TRADE officials in Indonesia would be entitled to wonder who has a greater say in trade relations with Indonesia – the Australian government or environmental campaigners?
The environmental campaigners are currently making more noise on trade policy.
They have been prodding the Australian government into taking trade actions that would effectively reduce agricultural and forestry exports from Indonesia.
This would undermine economic growth – particularly in rural regions.
Campaigns by groups such as Greenpeace, Rainforest Action Network and the Worldwide Fund for Nature (WWF) to put curbs on the commodities trade are nothing new. All have a history of opposing free trade.
The most recent example is a push by campaigners to have the Australian government hold an official inquiry into food labelling.
The aim of the push is to eventually have palm oil – but not other similar vegetable oils – discriminated against in Australian markets.
The Indonesian trade ministry last week made its opposition to this clear in two submissions to the Australian government. 
The inquiry is the culmination of a long and orchestrated campaign to curb palm oil exports.
The campaign has also drawn in the support of three Australian zoos. 
The zoos now contend that the palm oil industry has been, and remains, the leading destroyer of orang utan habitat.
They should have checked the facts before repeating everything the environmental campaigners told them.
The UN has reported that increases in land use for purposes other than palm oil expansion have been much sharper.
There has been a marked rise in the expansion of urban areas, prompted by Indonesia’s high population growth. 
Up until five years ago, Greenpeace was blaming commercial forestry and illegal logging for large-scale habitat loss – not palm oil.
Even then they were wrong, and consciously so.
UN bodies such as the Food and Agriculture Organisation and Framework Convention on Climate Change have been attesting for years that globally no more than 20% of deforestation is for conversion to large-scale commercial agriculture.
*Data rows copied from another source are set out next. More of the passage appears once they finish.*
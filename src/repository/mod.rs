//! Typed CRUD over a [`Store`] with diff-based partial updates.
//!
//! Inside a transaction every read records the entity's first-seen state; an
//! update then sends only what changed relative to that baseline, with
//! document fields narrowed to the leaves that moved.

pub mod config;

pub use config::RepositoryConfig;

use std::collections::BTreeMap;
use std::fmt;
use std::marker::PhantomData;
use std::sync::Arc;

use tracing::{Instrument, debug, info_span};

use crate::core::{DbError, EntityId, Result, Value};
use crate::diff::{ChangeSet, Diffable};
use crate::patch::{ColumnTypeResolver, PatchCompiler, SchemaSource};
use crate::storage::{Scope, Store};
use crate::transaction::{EntityKey, Tx};

/// One page of [`Repository::find_paginated`].
#[derive(Debug, Clone)]
pub struct Page<T> {
    pub data: Vec<T>,
    pub total: usize,
    pub limit: usize,
    pub offset: usize,
    pub current_page: usize,
    pub last_page: usize,
}

pub struct Repository<T> {
    store: Arc<dyn Store>,
    compiler: PatchCompiler,
    config: RepositoryConfig,
    tx: Option<Tx>,
    _entity: PhantomData<fn() -> T>,
}

impl<T> Clone for Repository<T> {
    fn clone(&self) -> Self {
        Self {
            store: self.store.clone(),
            compiler: self.compiler.clone(),
            config: self.config.clone(),
            tx: self.tx.clone(),
            _entity: PhantomData,
        }
    }
}

impl<T> fmt::Debug for Repository<T> {
    fn fmt(&self, f: &mut fmt::Formatter<'_>) -> fmt::Result {
        f.debug_struct("Repository")
            .field("entity", &std::any::type_name::<T>())
            .field("config", &self.config)
            .field("tx", &self.tx.as_ref().map(Tx::id))
            .finish()
    }
}

impl<T> Repository<T>
where
    T: Diffable + Default,
{
    /// Builds a repository over `store`, sharing `resolver`'s subtype cache.
    pub fn new(store: Arc<dyn Store>, resolver: ColumnTypeResolver, config: RepositoryConfig) -> Self {
        let compiler = PatchCompiler::new(resolver.with_default_subtype(config.default_subtype))
            .strict_serialization(config.strict_serialization);
        Self {
            store,
            compiler,
            config,
            tx: None,
            _entity: PhantomData,
        }
    }

    /// Builds a repository whose column metadata comes from the store itself.
    pub fn from_store<S>(store: Arc<S>, config: RepositoryConfig) -> Self
    where
        S: Store + SchemaSource + 'static,
    {
        let resolver = ColumnTypeResolver::new(store.clone());
        Self::new(store, resolver, config)
    }

    /// A handle bound to `tx`: every operation runs inside it.
    pub fn with_tx(&self, tx: &Tx) -> Self {
        let mut bound = self.clone();
        bound.tx = Some(tx.clone());
        bound
    }

    /// A handle for a different entity type over the same store and resolver cache.
    pub fn sibling<U: Diffable + Default>(&self) -> Repository<U> {
        Repository {
            store: self.store.clone(),
            compiler: self.compiler.clone(),
            config: self.config.clone(),
            tx: self.tx.clone(),
            _entity: PhantomData,
        }
    }

    pub fn tx(&self) -> Option<&Tx> {
        self.tx.as_ref()
    }

    pub fn config(&self) -> &RepositoryConfig {
        &self.config
    }

    pub fn resolver(&self) -> &ColumnTypeResolver {
        self.compiler.resolver()
    }

    pub fn store(&self) -> &Arc<dyn Store> {
        &self.store
    }

    /// Opens a new top-level transaction on this repository's store.
    pub async fn begin_transaction(&self) -> Result<Tx> {
        Tx::begin(self.store.clone()).await
    }

    pub async fn find_by_id(&self, id: impl Into<EntityId>) -> Result<T> {
        let id = id.into();
        let scope = self.scope()?;
        let row = self
            .store
            .fetch(scope, T::table_name(), &id)
            .await?
            .ok_or_else(|| DbError::NotFound(T::entity_name().to_string(), id.to_string()))?;
        let entity = T::from_row(&row)?;
        self.capture(&entity);
        Ok(entity)
    }

    /// First entity matching `predicate`, in store order.
    pub async fn find_one<P>(&self, predicate: P) -> Result<Option<T>>
    where
        P: Fn(&T) -> bool,
    {
        let scope = self.scope()?;
        for row in self.store.fetch_all(scope, T::table_name()).await? {
            let entity = T::from_row(&row)?;
            if predicate(&entity) {
                self.capture(&entity);
                return Ok(Some(entity));
            }
        }
        Ok(None)
    }

    pub async fn find_many<P>(&self, predicate: P) -> Result<Vec<T>>
    where
        P: Fn(&T) -> bool,
    {
        let scope = self.scope()?;
        let mut found = Vec::new();
        for row in self.store.fetch_all(scope, T::table_name()).await? {
            let entity = T::from_row(&row)?;
            if predicate(&entity) {
                found.push(entity);
            }
        }
        if self.config.capture_on_list {
            found.iter().for_each(|entity| self.capture(entity));
        }
        Ok(found)
    }

    pub async fn find_all(&self) -> Result<Vec<T>> {
        self.find_many(|_| true).await
    }

    /// `page` is 1-based. Pages past the end come back empty.
    pub async fn find_paginated(&self, page: usize, page_size: usize) -> Result<Page<T>> {
        if page == 0 || page_size == 0 {
            return Err(DbError::InvalidChangeSet(
                "page and page size must be at least 1".to_string(),
            ));
        }
        let all = self.find_all().await?;
        let total = all.len();
        let offset = (page - 1) * page_size;
        let data: Vec<T> = all.into_iter().skip(offset).take(page_size).collect();
        Ok(Page {
            data,
            total,
            limit: page_size,
            offset,
            current_page: page,
            last_page: total.div_ceil(page_size),
        })
    }

    pub async fn create(&self, entity: &T) -> Result<T> {
        let scope = self.scope()?;
        let row = self.store.insert(scope, T::table_name(), entity.to_row()?).await?;
        let created = T::from_row(&row)?;
        if self.config.capture_on_create {
            self.capture(&created);
        }
        Ok(created)
    }

    /// Writes the whole entity, inserting it if it does not exist yet.
    pub async fn save(&self, entity: &T) -> Result<T> {
        let scope = self.scope()?;
        let row = self.store.upsert(scope, T::table_name(), entity.to_row()?).await?;
        T::from_row(&row)
    }

    /// Sends what changed in `entity` relative to its baseline.
    ///
    /// The baseline is the snapshot captured when the entity was first read in
    /// the bound transaction; without one, `T::default()` is used and every
    /// non-default field is sent. On success `entity` is refreshed from the
    /// stored row.
    pub async fn update_by_id(&self, id: impl Into<EntityId>, entity: &mut T) -> Result<()> {
        let id = id.into();
        let baseline = self.baseline_for(&id);
        let changes = entity.diff(&baseline);
        self.apply_changes(&id, entity, changes).await
    }

    /// Applies `mutate` to `entity` and sends only what it changed.
    pub async fn update_by_id_in_place<F>(
        &self,
        id: impl Into<EntityId>,
        entity: &mut T,
        mutate: F,
    ) -> Result<()>
    where
        F: FnOnce(&mut T),
    {
        let id = id.into();
        let original = entity.clone();
        mutate(entity);
        let changes = entity.diff(&original);
        self.apply_changes(&id, entity, changes).await
    }

    /// Like [`Repository::update_by_id_in_place`], addressing the row by the entity's own identity.
    pub async fn update_in_place<F>(&self, entity: &mut T, mutate: F) -> Result<()>
    where
        F: FnOnce(&mut T),
    {
        let id = entity.identity().ok_or_else(|| {
            DbError::UnsupportedEntity(
                T::entity_name().to_string(),
                "entity has no identity to address the update".to_string(),
            )
        })?;
        self.update_by_id_in_place(id, entity, mutate).await
    }

    /// Updates from a flat map. Bare keys assign whole columns; dotted keys
    /// (`"status.mode"`) set leaves inside a document column.
    pub async fn update_by_id_with_map(
        &self,
        id: impl Into<EntityId>,
        values: BTreeMap<String, Value>,
    ) -> Result<T> {
        let id = id.into();
        if values.is_empty() {
            return Err(DbError::InvalidChangeSet("no values to update".to_string()));
        }
        let changes = ChangeSet::from_flat(values)?;
        let mut entity = T::default();
        self.apply_changes(&id, &mut entity, changes).await?;
        Ok(entity)
    }

    /// Returns whether a row was removed.
    pub async fn delete_by_id(&self, id: impl Into<EntityId>) -> Result<bool> {
        let id = id.into();
        let scope = self.scope()?;
        self.store.delete(scope, T::table_name(), &id).await
    }

    async fn apply_changes(&self, id: &EntityId, entity: &mut T, changes: ChangeSet) -> Result<()> {
        if changes.is_empty() {
            debug!("No changes for {} {}, skipping update", T::entity_name(), id);
            return Ok(());
        }

        let span = info_span!(
            "repository.update",
            entity = T::entity_name(),
            table = T::table_name(),
            id = %id,
            fields = changes.len()
        );

        async {
            let scope = self.scope()?;
            let patches = self
                .compiler
                .compile(T::table_name(), T::columns(), &changes)
                .await?;
            if patches.is_empty() {
                debug!("Every change was dropped during compilation, skipping update");
                return Ok(());
            }

            let row = self.store.update(scope, T::table_name(), id, &patches).await?;
            *entity = T::from_row(&row)?;
            debug!(columns = patches.len(), "update applied");
            Ok(())
        }
        .instrument(span)
        .await
    }

    fn scope(&self) -> Result<Scope> {
        match &self.tx {
            Some(tx) => {
                tx.ensure_active()?;
                Ok(tx.scope())
            }
            None => Ok(Scope::Auto),
        }
    }

    fn capture(&self, entity: &T) {
        let (Some(tx), Some(id)) = (&self.tx, entity.identity()) else {
            return;
        };
        if tx.baseline().put_if_absent(EntityKey::new(T::entity_name(), id), entity.clone()) {
            debug!("Captured baseline for {} in {}", T::entity_name(), tx.id());
        }
    }

    fn baseline_for(&self, id: &EntityId) -> T {
        self.tx
            .as_ref()
            .and_then(|tx| {
                tx.baseline()
                    .get_or_nil::<T>(&EntityKey::new(T::entity_name(), id.clone()))
            })
            .unwrap_or_default()
    }
}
Like most hastily conceived ideas, it cannot work.
Such a measure is likely to fall afoul of World Trade Organisation (WTO) law.
The WTO requires trade restrictions designed to protect the environment to contribute directly to combating the environmental problem.
Groups that have attempted to manage conservation areas in Indonesia – such as WWF – would understand that. 
WWF has had immense problems with local communities and enforcement in its own conservation projects in Sumatra.
It has also had problems with illegal logging – the subject of another Australian current campaign against Indonesian exports.
The Australian government made an election promise in 2007 to take ban imports of “illegal” timber.
This is premised upon the Green assertion that most forestry within the Asia-Pacific region is illegal.
The Australian government response to this trade politicking has been curious.
Standing policy rejects trade measures on environmental grounds.
Australia has consistently opposed the use of environmental trade bans.
It also strongly supports expansion of trade with its neighbors and has proposed new trade agreements with Indonesia, Malaysia and PNG.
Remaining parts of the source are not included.